Scaly bark psorosis, concave gum-blind pocket and infectious variegation have a worldwide distribution and are found in most orchards of practically all Mediterranean countries. Scaly bark (psorosis A) is a slow-acting disease that may take several years to produce bark scaling symptoms. This disease-and concave gum-blind pocket, as well as cristacortis and impietratura, induce typical vein flecking and/or oak-leaf patterns on young leaves during spring and autumn growth flushes (Klotz, 1973). Scaly bark psorosis causes decline of trees independent of the rootstock and is one of the most damaging citrus virus diseases (Wallace, 1978).

According to the reports of Brichet (1944), Frezal (1949), Lamour (1950), Amizet (1954) and others, these diseases have been found affecting citrus trees in Algeria. Disease is certainly a major factor constraining high production in the older orchards of the country. Salibe observed many trees exhibiting typical bark scaling psorosis and some trunk malformations and flat branches suggestive of concave gum, but no blind pocket. Diseased trees were always orange varieties over 15 years old. In one orchard of Washington navel orange trees located in Boufarik, at least half of the trees were declining because of severe psorosis. Other orange varieties affected were Hamlin, Peretta, Blood and some other, less common, types indicated to be of Spanish origin. Oak-leaf pattern was observed in the leaves of a few Vernia orange and Clementine mandarin trees.

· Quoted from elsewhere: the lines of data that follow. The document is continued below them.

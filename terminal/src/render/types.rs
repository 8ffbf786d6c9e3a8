use ratatui::style::Style;

#[derive(Clone, Copy, Debug)]
pub struct RenderConfig {
    pub chars_per_cell: CharDimensions,
}

#[derive(Clone, Copy, Debug, PartialEq, Eq)]
pub struct CharDimensions {
    pub horizontal: usize,
    pub vertical: usize,
}

impl CharDimensions {
    pub fn new(horizontal: usize, vertical: usize) -> Self {
        Self {
            horizontal,
            vertical,
        }
    }
}

/// Character buffer covering the whole arena, one styled glyph per
/// physical terminal cell.
pub struct CharGrid {
    chars: Vec<Vec<char>>,
    styles: Vec<Vec<Style>>,
    logical_width: usize,
    logical_height: usize,
    char_dims: CharDimensions,
}

impl CharGrid {
    pub fn new(logical_width: usize, logical_height: usize, char_dims: CharDimensions) -> Self {
        let physical_width = logical_width * char_dims.horizontal;
        let physical_height = logical_height * char_dims.vertical;
        Self {
            chars: vec![vec![' '; physical_width]; physical_height],
            styles: vec![vec![Style::default(); physical_width]; physical_height],
            logical_width,
            logical_height,
            char_dims,
        }
    }

    /// Stamp a pattern over the block of physical cells backing one
    /// logical cell.
    pub fn set_logical_cell(&mut self, x: usize, y: usize, pattern: &CharPattern) {
        let start_x = x * self.char_dims.horizontal;
        let start_y = y * self.char_dims.vertical;

        for (dy, row) in pattern.chars.iter().enumerate() {
            for (dx, &ch) in row.iter().enumerate() {
                if let Some(cell) = self
                    .chars
                    .get_mut(start_y + dy)
                    .and_then(|r| r.get_mut(start_x + dx))
                {
                    *cell = ch;
                }
                if let Some(style) = self
                    .styles
                    .get_mut(start_y + dy)
                    .and_then(|r| r.get_mut(start_x + dx))
                {
                    *style = pattern.style;
                }
            }
        }
    }

    pub fn into_lines(self) -> Vec<Vec<char>> {
        self.chars
    }

    pub fn into_styled_lines(self) -> Vec<(Vec<char>, Vec<Style>)> {
        self.chars.into_iter().zip(self.styles).collect()
    }

    pub fn physical_width(&self) -> usize {
        self.logical_width * self.char_dims.horizontal
    }

    pub fn physical_height(&self) -> usize {
        self.logical_height * self.char_dims.vertical
    }
}

/// Glyph block for one logical cell, with the style it is drawn in.
#[derive(Clone, Debug)]
pub struct CharPattern {
    pub chars: Vec<Vec<char>>,
    pub style: Style,
}

impl CharPattern {
    pub fn new(chars: Vec<Vec<char>>, style: Style) -> Self {
        Self { chars, style }
    }

    pub fn single(ch: char, style: Style, dims: CharDimensions) -> Self {
        let chars = vec![vec![ch; dims.horizontal]; dims.vertical];
        Self { chars, style }
    }
}
//! API server lifecycle — starts/stops the axum HTTP server.
//!
//! Pattern: bind → spawn background task → return handle with a
//! shutdown channel. The binary runs this until Ctrl-C; tests start
//! one on an ephemeral port and talk to it over loopback.

use std::net::SocketAddr;

use tokio::sync::oneshot;

use crate::api::router::api_router;
use crate::api::types::ApiContext;

/// Handle to a running API server.
pub struct ApiServer {
    /// Address the listener actually bound (resolves port 0).
    pub local_addr: SocketAddr,
    shutdown_tx: Option<oneshot::Sender<()>>,
    join: tokio::task::JoinHandle<()>,
}

impl ApiServer {
    /// Shut down the server gracefully. Safe to call twice.
    pub fn shutdown(&mut self) {
        if let Some(tx) = self.shutdown_tx.take() {
            let _ = tx.send(());
            tracing::info!("API server shutdown signal sent");
        }
    }

    /// Wait for the server task to finish after `shutdown`.
    pub async fn wait(self) {
        let _ = self.join.await;
    }
}

/// Bind `addr`, mount the router, and serve in a background task.
pub async fn start_server(ctx: ApiContext, addr: SocketAddr) -> std::io::Result<ApiServer> {
    let listener = tokio::net::TcpListener::bind(addr).await?;
    let local_addr = listener.local_addr()?;

    tracing::info!(%local_addr, "API server binding");

    let app = api_router(ctx);
    let (shutdown_tx, shutdown_rx) = oneshot::channel::<()>();

    let join = tokio::spawn(async move {
        let shutdown_signal = async move {
            let _ = shutdown_rx.await;
            tracing::info!("API server received shutdown signal");
        };

        tracing::info!(%local_addr, "API server started");

        if let Err(e) = axum::serve(listener, app)
            .with_graceful_shutdown(shutdown_signal)
            .await
        {
            tracing::error!("API server error: {e}");
        }

        tracing::info!("API server stopped");
    });

    Ok(ApiServer {
        local_addr,
        shutdown_tx: Some(shutdown_tx),
        join,
    })
}
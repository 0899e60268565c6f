//! Doctor endpoints. Admin-managed CRUD; email is unique.

use axum::extract::{Path, State};
use axum::http::StatusCode;
use axum::Json;
use serde::{Deserialize, Serialize};

use crate::api::endpoints::{require, require_i64, DeletedResponse};
use crate::api::error::ApiError;
use crate::api::types::ApiContext;
use crate::db::repository;
use crate::models::{Doctor, DoctorChanges, NewDoctor};

#[derive(Deserialize)]
#[serde(rename_all = "camelCase")]
pub struct CreateDoctorRequest {
    pub first_name: Option<String>,
    pub last_name: Option<String>,
    pub email: Option<String>,
    pub phone: Option<String>,
    pub specialization: Option<String>,
    pub years_of_experience: Option<i64>,
    pub qualifications: Option<String>,
    pub clinic_address: Option<String>,
    pub availability: Option<String>,
    pub gender: Option<String>,
    pub bio: Option<String>,
}

#[derive(Serialize)]
pub struct CreateDoctorResponse {
    pub doctor: Doctor,
}

/// `POST /api/doctors` — create a doctor profile.
pub async fn create(
    State(ctx): State<ApiContext>,
    Json(req): Json<CreateDoctorRequest>,
) -> Result<(StatusCode, Json<CreateDoctorResponse>), ApiError> {
    let new = NewDoctor {
        first_name: require("firstName", req.first_name)?,
        last_name: require("lastName", req.last_name)?,
        email: require("email", req.email)?,
        phone: require("phone", req.phone)?,
        specialization: require("specialization", req.specialization)?,
        years_of_experience: require_i64("yearsOfExperience", req.years_of_experience)?,
        qualifications: require("qualifications", req.qualifications)?,
        clinic_address: require("clinicAddress", req.clinic_address)?,
        availability: require("availability", req.availability)?,
        gender: require("gender", req.gender)?,
        bio: req.bio,
    };

    let conn = ctx.conn()?;
    let doctor = Doctor::new(new);
    repository::insert(&conn, &doctor).map_err(|e| {
        if e.is_unique_violation("doctors.email") {
            ApiError::BadRequest("A doctor with this email already exists".into())
        } else {
            e.into()
        }
    })?;

    Ok((StatusCode::CREATED, Json(CreateDoctorResponse { doctor })))
}

/// `GET /api/doctors` — all doctors.
pub async fn list(State(ctx): State<ApiContext>) -> Result<Json<Vec<Doctor>>, ApiError> {
    let conn = ctx.conn()?;
    let doctors = repository::list::<Doctor>(&conn)?;
    Ok(Json(doctors))
}

/// `GET /api/doctors/:id` — fetch one doctor.
pub async fn get(
    State(ctx): State<ApiContext>,
    Path(id): Path<String>,
) -> Result<Json<Doctor>, ApiError> {
    let conn = ctx.conn()?;
    let doctor = repository::get_by::<Doctor>(&conn, "id", &id)?;
    Ok(Json(doctor))
}

/// `PUT /api/doctors/:id` — merge supplied fields.
pub async fn update(
    State(ctx): State<ApiContext>,
    Path(id): Path<String>,
    Json(changes): Json<DoctorChanges>,
) -> Result<Json<Doctor>, ApiError> {
    let conn = ctx.conn()?;
    let doctor = repository::update_by::<Doctor>(&conn, "id", &id, changes.into_changes())
        .map_err(|e| {
            if e.is_unique_violation("doctors.email") {
                ApiError::BadRequest("A doctor with this email already exists".into())
            } else {
                e.into()
            }
        })?;
    Ok(Json(doctor))
}

/// `DELETE /api/doctors/:id` — remove a doctor profile.
pub async fn delete(
    State(ctx): State<ApiContext>,
    Path(id): Path<String>,
) -> Result<Json<DeletedResponse>, ApiError> {
    let conn = ctx.conn()?;
    repository::delete_by::<Doctor>(&conn, "id", &id)?;
    Ok(Json(DeletedResponse::for_entity("Doctor")))
}
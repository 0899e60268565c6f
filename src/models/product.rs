use chrono::{DateTime, Utc};
use rusqlite::types::Value;
use serde::{Deserialize, Serialize};
use uuid::Uuid;

use crate::db::repository::{ChangeSet, Entity};
use crate::models::parse_timestamp;

/// Legacy catalogue entity, unrelated to the clinical flow.
#[derive(Debug, Clone, Serialize, Deserialize)]
#[serde(rename_all = "camelCase")]
pub struct Product {
    pub id: Uuid,
    pub name: String,
    pub price: f64,
    pub description: String,
    pub created_at: DateTime<Utc>,
    pub updated_at: DateTime<Utc>,
}

#[derive(Debug, Clone)]
pub struct NewProduct {
    pub name: String,
    pub price: f64,
    pub description: String,
}

impl Product {
    pub fn new(new: NewProduct) -> Self {
        let now = Utc::now();
        Self {
            id: Uuid::new_v4(),
            name: new.name,
            price: new.price,
            description: new.description,
            created_at: now,
            updated_at: now,
        }
    }
}

impl Entity for Product {
    const TABLE: &'static str = "products";
    const NOUN: &'static str = "Product";
    const COLUMNS: &'static [&'static str] = &[
        "id",
        "name",
        "price",
        "description",
        "created_at",
        "updated_at",
    ];

    fn from_row(row: &rusqlite::Row<'_>) -> rusqlite::Result<Self> {
        Ok(Self {
            id: Uuid::parse_str(&row.get::<_, String>(0)?).unwrap_or_default(),
            name: row.get(1)?,
            price: row.get(2)?,
            description: row.get(3)?,
            created_at: parse_timestamp(&row.get::<_, String>(4)?),
            updated_at: parse_timestamp(&row.get::<_, String>(5)?),
        })
    }

    fn insert_values(&self) -> Vec<Value> {
        vec![
            Value::from(self.id.to_string()),
            Value::from(self.name.clone()),
            Value::from(self.price),
            Value::from(self.description.clone()),
            Value::from(self.created_at.to_rfc3339()),
            Value::from(self.updated_at.to_rfc3339()),
        ]
    }
}

#[derive(Debug, Default, Deserialize)]
#[serde(rename_all = "camelCase")]
pub struct ProductChanges {
    pub name: Option<String>,
    pub price: Option<f64>,
    pub description: Option<String>,
}

impl ProductChanges {
    pub fn into_changes(self) -> ChangeSet {
        let mut changes = ChangeSet::new();
        if let Some(name) = self.name {
            changes.push(("name", Value::from(name)));
        }
        if let Some(price) = self.price {
            changes.push(("price", Value::from(price)));
        }
        if let Some(description) = self.description {
            changes.push(("description", Value::from(description)));
        }
        changes
    }
}
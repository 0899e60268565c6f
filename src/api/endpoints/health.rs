//! Health check endpoint.

use axum::extract::State;
use axum::Json;
use serde::Serialize;

use crate::api::error::ApiError;
use crate::api::types::ApiContext;

#[derive(Serialize)]
pub struct HealthResponse {
    pub status: &'static str,
    pub version: &'static str,
}

/// `GET /api/health` — liveness check; verifies the store answers.
pub async fn check(State(ctx): State<ApiContext>) -> Result<Json<HealthResponse>, ApiError> {
    let conn = ctx.conn()?;
    conn.query_row("SELECT 1", [], |row| row.get::<_, i64>(0))?;

    Ok(Json(HealthResponse {
        status: "ok",
        version: crate::config::APP_VERSION,
    }))
}
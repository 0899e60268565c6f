use std::net::SocketAddr;
use std::path::PathBuf;

/// Application-level constants
pub const APP_NAME: &str = "CARENET";
pub const APP_VERSION: &str = env!("CARGO_PKG_VERSION");

/// Default HTTP port when `CARENET_PORT` is unset.
pub const DEFAULT_PORT: u16 = 8080;

/// Get the application data directory: ~/Carenet/ on all platforms.
pub fn app_data_dir() -> PathBuf {
    let home = dirs::home_dir().expect("Cannot determine home directory");
    home.join("Carenet")
}

/// Default `RUST_LOG`-style filter for the binary.
pub fn default_log_filter() -> &'static str {
    "carenet=info,tower_http=info"
}

/// Runtime configuration, read once from the environment at startup.
#[derive(Debug, Clone)]
pub struct Config {
    pub port: u16,
    pub database_path: PathBuf,
    /// Origins the browser front end is served from.
    pub allowed_origins: Vec<String>,
    /// Bearer token required for mutating requests. `None` means
    /// writes are refused until one is configured.
    pub admin_token: Option<String>,
}

impl Config {
    /// Read configuration from `CARENET_*` environment variables,
    /// falling back to defaults for everything except the admin token.
    pub fn from_env() -> Self {
        let port = std::env::var("CARENET_PORT")
            .ok()
            .and_then(|v| v.parse().ok())
            .unwrap_or(DEFAULT_PORT);

        let database_path = std::env::var("CARENET_DB")
            .map(PathBuf::from)
            .unwrap_or_else(|_| app_data_dir().join("carenet.db"));

        let allowed_origins = std::env::var("CARENET_ALLOWED_ORIGINS")
            .map(|v| {
                v.split(',')
                    .map(|s| s.trim().to_string())
                    .filter(|s| !s.is_empty())
                    .collect()
            })
            .unwrap_or_else(|_| vec!["http://localhost:3000".to_string()]);

        let admin_token = std::env::var("CARENET_ADMIN_TOKEN")
            .ok()
            .filter(|t| !t.is_empty());

        Config {
            port,
            database_path,
            allowed_origins,
            admin_token,
        }
    }

    pub fn bind_addr(&self) -> SocketAddr {
        SocketAddr::from(([0, 0, 0, 0], self.port))
    }
}

#[cfg(test)]
mod tests {
    use super::*;

    #[test]
    fn app_data_dir_under_home() {
        let dir = app_data_dir();
        let home = dirs::home_dir().unwrap();
        assert!(dir.starts_with(home));
        assert!(dir.ends_with("Carenet"));
    }

    #[test]
    fn app_version_matches_cargo() {
        assert_eq!(APP_VERSION, "0.1.0");
    }

    #[test]
    fn bind_addr_uses_configured_port() {
        let config = Config {
            port: 9123,
            database_path: PathBuf::new(),
            allowed_origins: vec![],
            admin_token: None,
        };
        assert_eq!(config.bind_addr().port(), 9123);
    }
}
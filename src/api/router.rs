//! API router.
//!
//! Returns a composable `Router` with all entity routes nested under
//! `/api/`. Middleware stack (outermost → innermost):
//! CORS → Extension → write guard → request logger → handler.

use axum::http::{header, HeaderValue, Method};
use axum::routing::get;
use axum::Router;
use tower_http::cors::{AllowOrigin, CorsLayer};

use crate::api::endpoints;
use crate::api::middleware;
use crate::api::types::ApiContext;

/// Build the full API router.
///
/// Handlers use `State<ApiContext>`; middleware reads the same context
/// from `Extension` (injected as the outermost app layer). Mutating
/// methods pass through the write guard; reads are open.
pub fn api_router(ctx: ApiContext) -> Router {
    let cors = cors_layer(&ctx.allowed_origins);

    let routes = Router::new()
        .route("/health", get(endpoints::health::check))
        .route(
            "/patients",
            get(endpoints::patients::list).post(endpoints::patients::create),
        )
        .route(
            "/patients/:uid",
            get(endpoints::patients::get)
                .put(endpoints::patients::update)
                .delete(endpoints::patients::delete),
        )
        .route(
            "/doctors",
            get(endpoints::doctors::list).post(endpoints::doctors::create),
        )
        .route(
            "/doctors/:id",
            get(endpoints::doctors::get)
                .put(endpoints::doctors::update)
                .delete(endpoints::doctors::delete),
        )
        .route(
            "/appointments",
            get(endpoints::appointments::list).post(endpoints::appointments::create),
        )
        .route(
            "/appointments/:id",
            get(endpoints::appointments::get)
                .put(endpoints::appointments::update)
                .delete(endpoints::appointments::delete),
        )
        .route(
            "/services",
            get(endpoints::services::list).post(endpoints::services::create),
        )
        .route(
            "/services/:id",
            get(endpoints::services::get)
                .put(endpoints::services::update)
                .delete(endpoints::services::delete),
        )
        .route(
            "/payments",
            get(endpoints::payments::list).post(endpoints::payments::create),
        )
        .route("/payments/:id", get(endpoints::payments::get))
        .route(
            "/products",
            get(endpoints::products::list).post(endpoints::products::create),
        )
        .route(
            "/products/:id",
            get(endpoints::products::get)
                .put(endpoints::products::update)
                .delete(endpoints::products::delete),
        )
        .with_state(ctx.clone())
        // Middleware (innermost first, outermost last):
        .layer(axum::middleware::from_fn(middleware::log::log_request))
        .layer(axum::middleware::from_fn(
            middleware::auth::require_write_access,
        ))
        // Extension must be outermost of the fn layers so the write
        // guard can extract ApiContext.
        .layer(axum::Extension(ctx));

    Router::new().nest("/api", routes).layer(cors)
}

fn cors_layer(origins: &[String]) -> CorsLayer {
    let parsed: Vec<HeaderValue> = origins.iter().filter_map(|o| o.parse().ok()).collect();
    CorsLayer::new()
        .allow_origin(AllowOrigin::list(parsed))
        .allow_methods([Method::GET, Method::POST, Method::PUT, Method::DELETE])
        .allow_headers([header::CONTENT_TYPE, header::AUTHORIZATION])
}
//! Product endpoints — legacy catalogue CRUD.

use axum::extract::{Path, State};
use axum::http::StatusCode;
use axum::Json;
use serde::{Deserialize, Serialize};

use crate::api::endpoints::{require, require_f64, DeletedResponse};
use crate::api::error::ApiError;
use crate::api::types::ApiContext;
use crate::db::repository;
use crate::models::{NewProduct, Product, ProductChanges};

#[derive(Deserialize)]
#[serde(rename_all = "camelCase")]
pub struct CreateProductRequest {
    pub name: Option<String>,
    pub price: Option<f64>,
    pub description: Option<String>,
}

#[derive(Serialize)]
pub struct CreateProductResponse {
    pub product: Product,
}

/// `POST /api/products` — create a product.
pub async fn create(
    State(ctx): State<ApiContext>,
    Json(req): Json<CreateProductRequest>,
) -> Result<(StatusCode, Json<CreateProductResponse>), ApiError> {
    let new = NewProduct {
        name: require("name", req.name)?,
        price: require_f64("price", req.price)?,
        description: require("description", req.description)?,
    };

    let conn = ctx.conn()?;
    let product = Product::new(new);
    repository::insert(&conn, &product)?;

    Ok((StatusCode::CREATED, Json(CreateProductResponse { product })))
}

/// `GET /api/products` — all products.
pub async fn list(State(ctx): State<ApiContext>) -> Result<Json<Vec<Product>>, ApiError> {
    let conn = ctx.conn()?;
    let products = repository::list::<Product>(&conn)?;
    Ok(Json(products))
}

/// `GET /api/products/:id` — fetch one product.
pub async fn get(
    State(ctx): State<ApiContext>,
    Path(id): Path<String>,
) -> Result<Json<Product>, ApiError> {
    let conn = ctx.conn()?;
    let product = repository::get_by::<Product>(&conn, "id", &id)?;
    Ok(Json(product))
}

/// `PUT /api/products/:id` — merge supplied fields.
pub async fn update(
    State(ctx): State<ApiContext>,
    Path(id): Path<String>,
    Json(changes): Json<ProductChanges>,
) -> Result<Json<Product>, ApiError> {
    let conn = ctx.conn()?;
    let product = repository::update_by::<Product>(&conn, "id", &id, changes.into_changes())?;
    Ok(Json(product))
}

/// `DELETE /api/products/:id` — remove a product.
pub async fn delete(
    State(ctx): State<ApiContext>,
    Path(id): Path<String>,
) -> Result<Json<DeletedResponse>, ApiError> {
    let conn = ctx.conn()?;
    repository::delete_by::<Product>(&conn, "id", &id)?;
    Ok(Json(DeletedResponse::for_entity("Product")))
}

Severe symptoms of a scaly bark psorosis were observed by Bové in 1966 on Valencia late sweet orange at Maison Carré, on Thompson navel at Boufarik, and on Clementine at Ferme Blanche (Oued Fodda, Orleanville region, Algeria). Very severe concave gum-blind pocket concavities affected Samson tangelo 2908 at Boufarik. Fruit and leaf symptoms of infectious variegation-crinkly leaf were seen at Boufarik and Oran on Jaffa sweet orange trees on sour orange rootstock, and at Boufarik on Sanguinelli sweet orange top-grafted on Sampson tangelo on sour orange rootstock. The tangelo sandwich showed symptoms of concave gum-blind pocket. indexing with proper indicator test plants is essential to determine the extent of psorosis spread in the commercial orchards, but it is possible that only a few trees will be found free from this debilitating parasite.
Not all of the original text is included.